Precarious balances are welcome

In the middle of the Gerechtigkeitsgasse, the main street of the ancient Bern, the fountain of justice is dominated by the statue of a woman with blindfolded eyes who holds an executioner’s sword in one hand and a scale in the other. The busts of a pope, an emperor, a sultan and a mayor are at her feet, or is it their heads that she has cut off when performing her service. In any case, this indicates that the powers in place must also be subject to its judgment.
Before striking her sword, it is necessary to expect that the pros and cons will be weighed in order to render a balanced judgement. If she is blind, it is to not let herself be impressed or corrupted, to be attracted by beauty when it could be evil, or be rebuffed by the ugly that could be on the side of the truth. There will be a culprit convicted or an innocent released, which will satisfy or not the plaintiff who is seeking justice.
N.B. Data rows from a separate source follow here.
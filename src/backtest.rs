//! Replay of a signal source over ordered feature history.
//!
//! Long-or-flat: a BUY at step `i` earns the next close-to-close return, any
//! other answer earns zero. All metrics are reported in percent.

use serde::Serialize;

use crate::error::AppError;
use crate::model::feature::FeatureRow;
use crate::predictor::SignalSource;

/// Trading days per year used to annualise the mean step return.
pub const PERIODS_PER_YEAR: i32 = 252;

/// Symbol placeholder on errors raised before the caller attaches its ticker.
pub const SCORED_HISTORY: &str = "<history>";

#[derive(Debug, Clone, Copy, Default, PartialEq, Serialize)]
pub struct BacktestMetrics {
    pub total_return_pct: f64,
    pub win_rate_pct: f64,
    pub cagr_pct: f64,
    pub max_drawdown_pct: f64,
    /// Number of recorded step returns.
    pub steps: usize,
}

impl BacktestMetrics {
    pub fn is_empty(&self) -> bool {
        self.steps == 0
    }

    fn from_returns(returns: &[f64]) -> Self {
        if returns.is_empty() {
            return Self::default();
        }
        let n = returns.len() as f64;
        let mean = returns.iter().sum::<f64>() / n;
        Self {
            total_return_pct: returns.iter().sum::<f64>() * 100.0,
            win_rate_pct: returns.iter().filter(|r| **r > 0.0).count() as f64 / n * 100.0,
            cagr_pct: ((1.0 + mean).powi(PERIODS_PER_YEAR) - 1.0) * 100.0,
            max_drawdown_pct: max_drawdown(returns) * 100.0,
            steps: returns.len(),
        }
    }
}

/// Score `source` over `rows` (chronological).
///
/// Scoring starts at the first row with enough history for the source's
/// lookback. Fewer than two rows yields zeroed metrics.
pub fn score<S: SignalSource + ?Sized>(
    rows: &[FeatureRow],
    source: &S,
) -> Result<BacktestMetrics, AppError> {
    Ok(BacktestMetrics::from_returns(&step_returns(rows, source)?))
}

/// Per-step strategy returns, one per scored pair `(i, i + 1)`.
///
/// Any scored close that is non-positive or not finite fails the whole
/// history with [`AppError::InvalidInstrument`].
pub fn step_returns<S: SignalSource + ?Sized>(
    rows: &[FeatureRow],
    source: &S,
) -> Result<Vec<f64>, AppError> {
    if rows.len() < 2 {
        return Ok(Vec::new());
    }
    let start = source.lookback().max(1) - 1;
    if let Some((i, bad)) = rows
        .iter()
        .enumerate()
        .skip(start)
        .find(|(_, r)| !r.close.is_finite() || r.close <= 0.0)
    {
        return Err(AppError::invalid_instrument(
            SCORED_HISTORY,
            format!("close {} at row {} cannot price a return", bad.close, i),
        ));
    }
    let mut returns = Vec::with_capacity(rows.len().saturating_sub(start + 1));
    for i in start..rows.len() - 1 {
        let signal = source.predict(&rows[..=i])?;
        let (now, next) = (rows[i].close, rows[i + 1].close);
        let r = if signal.is_buy() { (next - now) / now } else { 0.0 };
        returns.push(r);
    }
    Ok(returns)
}

/// Worst peak-to-trough of the compounded curve, as a fraction <= 0.
fn max_drawdown(returns: &[f64]) -> f64 {
    let mut equity = 1.0;
    let mut peak = f64::NEG_INFINITY;
    let mut worst = 0.0_f64;
    for r in returns {
        equity *= 1.0 + r;
        peak = peak.max(equity);
        worst = worst.min(equity / peak - 1.0);
    }
    worst
}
Her well balanced common sense, her knowledge, allow her to decide, an act that precisely does not lead to a balanced situation. With her scale she will have to detect any imbalance, even small between large weights, which will allow her to decide and formulate her sentence.

It looks like as if that there exists a natural balance. Nothing is less certain. We must realize that, like the acrobat walking on a thread, it is rather a permanent state of multiple imbalances that characterizes nature. Each inequality provokes a reaction to find a position called equilibrium; without such inequality nothing would happen, neither photosynthesis, nor wolf predation on sheep, nor the victory of courage over fear. It is from a dynamic perspective that a sense of continuity and predictability is established, despite the opposition of forces that can be considerable.
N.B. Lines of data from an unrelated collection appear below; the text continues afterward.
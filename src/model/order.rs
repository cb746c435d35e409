use std::fmt;

use serde::Serialize;

use crate::model::signal::Signal;

#[derive(Debug, Clone, Copy, PartialEq, Eq, Serialize)]
pub enum OrderSide {
    Buy,
    Sell,
}

impl From<Signal> for OrderSide {
    fn from(signal: Signal) -> Self {
        match signal {
            Signal::Buy => OrderSide::Buy,
            Signal::Sell => OrderSide::Sell,
        }
    }
}

impl fmt::Display for OrderSide {
    fn fmt(&self, f: &mut fmt::Formatter<'_>) -> fmt::Result {
        match self {
            OrderSide::Buy => write!(f, "BUY"),
            OrderSide::Sell => write!(f, "SELL"),
        }
    }
}

/// Market order the decision loop wants placed.
#[derive(Debug, Clone, PartialEq, Serialize)]
pub struct OrderIntent {
    /// Globally unique ID for this intent.
    pub intent_id: String,
    pub symbol: String,
    pub signal: Signal,
    pub side: OrderSide,
    /// Whole shares, always >= 1.
    pub quantity: u64,
    /// Close the quantity was sized against.
    pub last_price: f64,
    pub created_at_ms: u64,
}

impl OrderIntent {
    pub fn new(symbol: &str, signal: Signal, quantity: u64, last_price: f64, now_ms: u64) -> Self {
        Self {
            intent_id: format!("int-{}", &uuid::Uuid::new_v4().simple().to_string()[..12]),
            symbol: symbol.to_string(),
            signal,
            side: OrderSide::from(signal),
            quantity,
            last_price,
            created_at_ms: now_ms,
        }
    }

    pub fn notional(&self) -> f64 {
        self.quantity as f64 * self.last_price
    }
}

/// Broker acknowledgement of an accepted order.
#[derive(Debug, Clone, PartialEq, Serialize)]
pub struct OrderAck {
    pub order_id: String,
    pub intent_id: String,
    pub accepted_at_ms: u64,
}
The result of all these forces which oppose or combine themselves has the appearances of an equilibrium; it is however only a temporarily stationary state. Good health is as ephemeral as illness; the bike only keeps in balance because it moves forward; and everything ends up changing. On the other hand, the more complex the system is and the smaller are a large number of its components, the less fragile it is. Big pieces are the most disturbing.

It’s actually very good news that nature, and our societies, function in an unbalanced way. For we do not live in a thermodynamic equilibrium that would exist if the state of A were exactly the same as that of B, which is moreover an idealized theoretical representation, never true in the real world; and we must not aspire to it. Because in this case, it would be impossible for something to happen between A and B; it would be a situation of total inactivity, without work or change, but never an expression of harmony.

Perhaps is this a state sought by meditation. If this is the case, it is to be hoped that it will be for short moments and that we will come back to life in order to avoid nothingness.